Maybe I'm conflating two problematic faves reaching, but there's something of old Egon in Shoken to me. Tormented, provocative, offensive to public morals. When I think about it, Modorigawa (1984), with all its pathetic sex and death and clumsy overtures toward art, vaguely reminded me of watching his biopic, I guess. (The newer one from the last decade, not the one with Jane Birkin and the Brian Eno soundtrack. Although that one was fabulous and I've been meaning to get my hands on the Japanese DVD release of it for years now.) Shoken thought he was going to Cannes with that movie; his drug arrest put a quiet end to that notion, probably for the best of all involved.

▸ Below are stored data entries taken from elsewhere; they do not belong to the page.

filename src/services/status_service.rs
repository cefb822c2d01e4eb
use chrono::{DateTime, Utc};
use serde::{Deserialize, Serialize};

use crate::error::{Error, Result};
use crate::models::assessment::{Assessment, AssessmentStatus};

/// Status as of a given instant. Persisted `unpublished`/`upcoming` flags
/// never surface here; they are always resolved against the schedule.
#[derive(Debug, Clone, Copy, PartialEq, Eq, Serialize, Deserialize)]
#[serde(rename_all = "snake_case")]
pub enum DisplayStatus {
    Draft,
    Upcoming,
    Ongoing,
    Completed,
}

/// What a list view shows. `Unknown` stands in when an entity cannot be
/// classified.
#[derive(Debug, Clone, Copy, PartialEq, Eq, Serialize, Deserialize)]
#[serde(rename_all = "snake_case")]
pub enum StatusBadge {
    Draft,
    Upcoming,
    Ongoing,
    Completed,
    Unknown,
}

impl From<DisplayStatus> for StatusBadge {
    fn from(status: DisplayStatus) -> Self {
        match status {
            DisplayStatus::Draft => StatusBadge::Draft,
            DisplayStatus::Upcoming => StatusBadge::Upcoming,
            DisplayStatus::Ongoing => StatusBadge::Ongoing,
            DisplayStatus::Completed => StatusBadge::Completed,
        }
    }
}

/// Display status from the persisted flag and the schedule. Both schedule
/// bounds are inclusive for `Ongoing`.
pub fn derive_status(
    status: AssessmentStatus,
    start_time: Option<DateTime<Utc>>,
    end_time: Option<DateTime<Utc>>,
    now: DateTime<Utc>,
) -> Option<DisplayStatus> {
    if status == AssessmentStatus::Draft {
        return Some(DisplayStatus::Draft);
    }
    let (start, end) = (start_time?, end_time?);
    let derived = if now < start {
        DisplayStatus::Upcoming
    } else if now <= end {
        DisplayStatus::Ongoing
    } else {
        DisplayStatus::Completed
    };
    Some(derived)
}

pub fn derive_assessment_status(assessment: &Assessment, now: DateTime<Utc>) -> Result<DisplayStatus> {
    derive_status(
        assessment.body.status,
        assessment.body.start_time,
        assessment.body.end_time,
        now,
    )
    .ok_or(Error::MissingSchedule(assessment.id))
}

pub fn status_badge(assessment: &Assessment, now: DateTime<Utc>) -> StatusBadge {
    match derive_assessment_status(assessment, now) {
        Ok(status) => status.into(),
        Err(e) => {
            tracing::warn!(assessment_id = %assessment.id, error = %e, "Rendering status as unknown");
            StatusBadge::Unknown
        }
    }
}
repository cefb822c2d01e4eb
pub mod time;
pub mod token;
pub mod validation;
use serde::{Deserialize, Serialize};

use crate::models::assessment::{Assessment, AssessmentKind};
use crate::services::status_service::StatusBadge;

#[derive(Debug, Clone, Serialize, Deserialize)]
pub struct AssessmentResponse {
    #[serde(flatten)]
    pub assessment: Assessment,
    pub display_status: StatusBadge,
}

#[derive(Debug, Clone, Serialize, Deserialize, Default)]
#[serde(default)]
pub struct AssessmentListQuery {
    pub status: Option<StatusBadge>,
    pub institution_id: Option<String>,
    pub kind: Option<AssessmentKind>,
}

#[derive(Debug, Clone, Serialize, Deserialize)]
pub struct AssessmentListResponse {
    pub items: Vec<AssessmentResponse>,
    pub total: usize,
}
use chrono::{DateTime, Utc};

pub fn now() -> DateTime<Utc> {
    Utc::now()
}

/// Time source for status derivation, finalization and session expiry.
pub trait Clock: Send + Sync {
    fn now(&self) -> DateTime<Utc>;
}

#[derive(Debug, Clone, Copy, Default)]
pub struct SystemClock;

impl Clock for SystemClock {
    fn now(&self) -> DateTime<Utc> {
        now()
    }
}

/// Clock pinned to one instant. Used by tests and previews.
#[derive(Debug, Clone, Copy)]
pub struct FixedClock(pub DateTime<Utc>);

impl Clock for FixedClock {
    fn now(&self) -> DateTime<Utc> {
        self.0
    }
}
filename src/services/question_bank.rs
use uuid::Uuid;
use validator::ValidationErrors;

use crate::config::DEFAULT_MAX_QUESTIONS_PER_DRAFT;
use crate::dto::question_dto::QuestionPayload;
use crate::error::{Error, Result};
use crate::models::question::{CorrectAnswer, QuestionBankEntry, QuestionType, MIN_CHOICE_OPTIONS};
use crate::utils::validation::{collect, field_error, finish, is_blank};

/// Ordered questions of one draft. Numbers are always exactly `1..=len`.
#[derive(Debug, Clone)]
pub struct QuestionBank {
    entries: Vec<QuestionBankEntry>,
    limit: usize,
}

impl Default for QuestionBank {
    fn default() -> Self {
        Self::with_limit(DEFAULT_MAX_QUESTIONS_PER_DRAFT)
    }
}

impl QuestionBank {
    pub fn with_limit(limit: usize) -> Self {
        Self {
            entries: Vec::new(),
            limit: limit.max(1),
        }
    }

    pub fn entries(&self) -> &[QuestionBankEntry] {
        &self.entries
    }

    pub fn len(&self) -> usize {
        self.entries.len()
    }

    pub fn is_empty(&self) -> bool {
        self.entries.is_empty()
    }

    pub fn limit(&self) -> usize {
        self.limit
    }

    pub fn total_points(&self) -> u32 {
        self.entries.iter().map(|q| q.points).sum()
    }

    pub fn get(&self, id: Uuid) -> Option<&QuestionBankEntry> {
        self.entries.iter().find(|q| q.id == id)
    }

    pub fn add_question(&mut self, payload: QuestionPayload) -> Result<&QuestionBankEntry> {
        if self.entries.len() >= self.limit {
            let mut errors = ValidationErrors::new();
            errors.add(
                "questions",
                field_error(
                    "too_many_questions",
                    format!("A draft holds at most {} questions", self.limit),
                ),
            );
            return Err(errors.into());
        }

        let normalized = normalize(payload)?;
        let entry = QuestionBankEntry {
            id: Uuid::new_v4(),
            question_number: self.entries.len() as u32 + 1,
            question_type: normalized.question_type,
            text: normalized.text,
            options: normalized.options,
            correct_answer: normalized.correct_answer,
            points: normalized.points,
            time_limit_seconds: normalized.time_limit_seconds,
            explanation: normalized.explanation,
        };
        tracing::debug!(question_id = %entry.id, number = entry.question_number, "Question added");
        self.entries.push(entry);
        Ok(&self.entries[self.entries.len() - 1])
    }

    pub fn edit_question(&mut self, id: Uuid, payload: QuestionPayload) -> Result<&QuestionBankEntry> {
        let idx = self.position(id)?;
        let normalized = normalize(payload)?;
        let slot = &mut self.entries[idx];
        slot.question_type = normalized.question_type;
        slot.text = normalized.text;
        slot.options = normalized.options;
        slot.correct_answer = normalized.correct_answer;
        slot.points = normalized.points;
        slot.time_limit_seconds = normalized.time_limit_seconds;
        slot.explanation = normalized.explanation;
        Ok(&self.entries[idx])
    }

    pub fn delete_question(&mut self, id: Uuid) -> Result<QuestionBankEntry> {
        let idx = self.position(id)?;
        let removed = self.entries.remove(idx);
        self.renumber();
        tracing::debug!(question_id = %id, remaining = self.entries.len(), "Question deleted");
        Ok(removed)
    }

    /// Moves a question so it ends up with number `to`, shifting the others.
    pub fn move_question(&mut self, id: Uuid, to: u32) -> Result<&QuestionBankEntry> {
        let from = self.position(id)?;
        if to == 0 || to as usize > self.entries.len() {
            let mut errors = ValidationErrors::new();
            errors.add(
                "to",
                field_error(
                    "out_of_range",
                    format!("Position must be between 1 and {}", self.entries.len()),
                ),
            );
            return Err(errors.into());
        }
        let entry = self.entries.remove(from);
        let target = to as usize - 1;
        self.entries.insert(target, entry);
        self.renumber();
        Ok(&self.entries[target])
    }

    fn position(&self, id: Uuid) -> Result<usize> {
        self.entries
            .iter()
            .position(|q| q.id == id)
            .ok_or_else(|| Error::NotFound(format!("Question {} not found", id)))
    }

    fn renumber(&mut self) {
        for (idx, entry) in self.entries.iter_mut().enumerate() {
            entry.question_number = idx as u32 + 1;
        }
    }
}

/// Validates a payload and brings it into stored shape: trimmed text, blank
/// options dropped (with an index answer remapped onto what remains), and
/// options cleared for types that do not use them.
fn normalize(payload: QuestionPayload) -> Result<QuestionPayload> {
    let mut errors = collect(&payload);

    if is_blank(&payload.text) {
        errors.add("text", field_error("blank", "Question text is required"));
    }

    let mut normalized = payload;
    normalized.text = normalized.text.trim().to_string();

    match normalized.question_type {
        QuestionType::MultipleChoice => {
            let raw = normalized.options.take().unwrap_or_default();
            let kept: Vec<(usize, String)> = raw
                .iter()
                .enumerate()
                .filter(|(_, o)| !is_blank(o))
                .map(|(i, o)| (i, o.trim().to_string()))
                .collect();

            if kept.len() < MIN_CHOICE_OPTIONS {
                errors.add(
                    "options",
                    field_error(
                        "too_few_options",
                        format!("At least {} non-empty options are required", MIN_CHOICE_OPTIONS),
                    ),
                );
            }

            normalized.correct_answer = match normalized.correct_answer.take() {
                None => {
                    errors.add(
                        "correct_answer",
                        field_error("required", "Multiple choice questions need a correct answer"),
                    );
                    None
                }
                Some(CorrectAnswer::Index(i)) => {
                    match kept.iter().position(|(orig, _)| *orig as i64 == i) {
                        Some(pos) => Some(CorrectAnswer::Index(pos as i64)),
                        None => {
                            errors.add(
                                "correct_answer",
                                field_error("unknown_option", "Correct answer must point at a non-empty option"),
                            );
                            None
                        }
                    }
                }
                Some(CorrectAnswer::Text(text)) => {
                    let text = text.trim().to_string();
                    if kept.iter().any(|(_, o)| *o == text) {
                        Some(CorrectAnswer::Text(text))
                    } else {
                        errors.add(
                            "correct_answer",
                            field_error("unknown_option", "Correct answer must match one of the options"),
                        );
                        None
                    }
                }
            };

            normalized.options = Some(kept.into_iter().map(|(_, o)| o).collect());
        }
        QuestionType::TrueFalse => {
            normalized.options = None;
            normalized.correct_answer = match normalized.correct_answer.take() {
                Some(answer) => match true_false_value(&answer) {
                    Some(value) => Some(CorrectAnswer::Text(value.to_string())),
                    None => {
                        errors.add(
                            "correct_answer",
                            field_error("not_boolean", "Correct answer must be true or false"),
                        );
                        None
                    }
                },
                None => {
                    errors.add(
                        "correct_answer",
                        field_error("required", "True/false questions need a correct answer"),
                    );
                    None
                }
            };
        }
        QuestionType::ShortAnswer | QuestionType::FillBlank => {
            normalized.options = None;
            normalized.correct_answer = match normalized.correct_answer.take() {
                Some(CorrectAnswer::Text(text)) if is_blank(&text) => None,
                other => other,
            };
        }
    }

    finish(errors)?;
    Ok(normalized)
}

fn true_false_value(answer: &CorrectAnswer) -> Option<bool> {
    match answer {
        CorrectAnswer::Index(1) => Some(true),
        CorrectAnswer::Index(0) => Some(false),
        CorrectAnswer::Index(_) => None,
        CorrectAnswer::Text(text) => match text.trim().to_ascii_lowercase().as_str() {
            "true" => Some(true),
            "false" => Some(false),
            _ => None,
        },
    }
}

#[cfg(test)]
mod tests {
    use super::*;

    fn choice(text: &str) -> QuestionPayload {
        QuestionPayload {
            question_type: QuestionType::MultipleChoice,
            text: text.to_string(),
            options: Some(vec!["3".into(), "4".into()]),
            correct_answer: Some(CorrectAnswer::Index(1)),
            points: 5,
            time_limit_seconds: 60,
            explanation: None,
        }
    }

    fn short(text: &str) -> QuestionPayload {
        QuestionPayload {
            question_type: QuestionType::ShortAnswer,
            text: text.to_string(),
            options: None,
            correct_answer: None,
            points: 10,
            time_limit_seconds: 120,
            explanation: Some("Any phrasing is fine".into()),
        }
    }

    fn numbers(bank: &QuestionBank) -> Vec<u32> {
        bank.entries().iter().map(|q| q.question_number).collect()
    }

    #[test]
    fn add_assigns_next_number() {
        let mut bank = QuestionBank::default();
        bank.add_question(choice("2+2?")).unwrap();
        let second = bank.add_question(short("Explain gravity")).unwrap();
        assert_eq!(second.question_number, 2);
        assert_eq!(bank.total_points(), 15);
    }

    #[test]
    fn numbers_stay_dense_across_adds_and_deletes() {
        let mut bank = QuestionBank::default();
        let mut ids = Vec::new();
        for round in 0..12 {
            let id = bank.add_question(short(&format!("Q{}", round))).unwrap().id;
            ids.push(id);
            if round % 3 == 2 {
                // drop the oldest surviving question, then a middle one
                let oldest = ids.remove(0);
                bank.delete_question(oldest).unwrap();
                if ids.len() > 2 {
                    let middle = ids.remove(ids.len() / 2);
                    bank.delete_question(middle).unwrap();
                }
            }
            let expected: Vec<u32> = (1..=bank.len() as u32).collect();
            assert_eq!(numbers(&bank), expected);
        }
    }

    #[test]
    fn delete_closes_the_gap() {
        let mut bank = QuestionBank::default();
        let a = bank.add_question(short("A")).unwrap().id;
        let b = bank.add_question(short("B")).unwrap().id;
        let c = bank.add_question(short("C")).unwrap().id;
        bank.delete_question(b).unwrap();
        assert_eq!(bank.get(a).unwrap().question_number, 1);
        assert_eq!(bank.get(c).unwrap().question_number, 2);
    }

    #[test]
    fn edit_keeps_identity_and_number() {
        let mut bank = QuestionBank::default();
        bank.add_question(short("A")).unwrap();
        let id = bank.add_question(short("B")).unwrap().id;
        let edited = bank.edit_question(id, choice("Pick one")).unwrap();
        assert_eq!(edited.id, id);
        assert_eq!(edited.question_number, 2);
        assert_eq!(edited.question_type, QuestionType::MultipleChoice);
    }

    #[test]
    fn rejects_every_bad_field_at_once() {
        let mut bank = QuestionBank::default();
        let bad = QuestionPayload {
            question_type: QuestionType::MultipleChoice,
            text: "   ".into(),
            options: Some(vec!["only".into(), " ".into()]),
            correct_answer: Some(CorrectAnswer::Index(0)),
            points: 0,
            time_limit_seconds: 5,
            explanation: None,
        };
        let err = bank.add_question(bad).unwrap_err();
        assert_eq!(
            err.invalid_fields(),
            vec!["options", "points", "text", "time_limit_seconds"]
        );
        assert!(bank.is_empty());
    }

    #[test]
    fn blank_options_are_dropped_and_index_remapped() {
        let mut bank = QuestionBank::default();
        let payload = QuestionPayload {
            options: Some(vec!["".into(), "Paris".into(), " ".into(), "Rome".into()]),
            correct_answer: Some(CorrectAnswer::Index(3)),
            ..choice("Capital of Italy?")
        };
        let entry = bank.add_question(payload).unwrap();
        assert_eq!(entry.options.as_deref(), Some(&["Paris".to_string(), "Rome".to_string()][..]));
        assert_eq!(entry.correct_answer, Some(CorrectAnswer::Index(1)));
    }

    #[test]
    fn objective_questions_need_an_answer() {
        let mut bank = QuestionBank::default();
        let tf = QuestionPayload {
            question_type: QuestionType::TrueFalse,
            options: None,
            correct_answer: None,
            ..choice("The sky is blue")
        };
        assert_eq!(bank.add_question(tf.clone()).unwrap_err().invalid_fields(), vec!["correct_answer"]);

        let tf = QuestionPayload {
            correct_answer: Some(CorrectAnswer::Text("TRUE".into())),
            options: Some(vec!["leftover".into()]),
            ..tf
        };
        let entry = bank.add_question(tf).unwrap();
        assert_eq!(entry.correct_answer, Some(CorrectAnswer::Text("true".into())));
        assert!(entry.options.is_none());
    }

    #[test]
    fn move_reorders_and_renumbers() {
        let mut bank = QuestionBank::default();
        let a = bank.add_question(short("A")).unwrap().id;
        bank.add_question(short("B")).unwrap();
        let c = bank.add_question(short("C")).unwrap().id;
        bank.move_question(c, 1).unwrap();
        assert_eq!(bank.get(c).unwrap().question_number, 1);
        assert_eq!(bank.get(a).unwrap().question_number, 2);
        assert!(bank.move_question(a, 4).is_err());
        assert_eq!(numbers(&bank), vec![1, 2, 3]);
    }

    #[test]
    fn respects_question_cap() {
        let mut bank = QuestionBank::with_limit(1);
        bank.add_question(short("A")).unwrap();
        let err = bank.add_question(short("B")).unwrap_err();
        assert_eq!(err.invalid_fields(), vec!["questions"]);
    }

    #[test]
    fn unknown_ids_are_not_found() {
        let mut bank = QuestionBank::default();
        assert!(matches!(bank.delete_question(Uuid::new_v4()), Err(Error::NotFound(_))));
    }
}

Still, Ninagawa Yuki said something about him in that film that I can't quite remember now but that stuck in my mind as true anyway, that he embodied not decadence but raw will, the dirt accumulated under the fingernails of a person fighting to live. I can't explain what about this attracts me so much. There was a quote from 1982, around the peak of his addiction, in response to the question of whether or not he liked who he was: "If I didn't, I would've already killed myself." In the years since my mind finally cleared, I realized I must have wanted to live all along to have gotten this far, to have endured everything I have. I thought about that reading the beginning of his book — his refusal to die, his desperation to make it out the other side, clawing his way up from hell.
Schiele's mother-and-child pictures all evoke a sort of toxic enmeshment in my eyes, cadavers suffocating the life out of offspring who appear somehow flagrantly, impermissibly separate, too weak to extricate themselves from the rot but all too aware of every shallow breath being sucked from their powerless lungs. In the 2000s, when he was sober, I read that Hagiwara had privately painted a series of works around childbirth, questioning the concept of life and nature. His mother was some twenty years dead by this point, having passed away the morning of his court hearing in 1984. It was believed to be suicide. In his memoir, he said that his mother had considered aborting him, who alone had a different father from his four older siblings, unbeknownst to him until her death. A fortuneteller told her that Hagiwara would be a tremendously difficult child. "But my mother gave birth to me," he wrote. "And in the end, that prediction was right."
"54 Days, Waiting in Vain," a song about his time in prison on drug charges, performed at his 1985 comeback concert.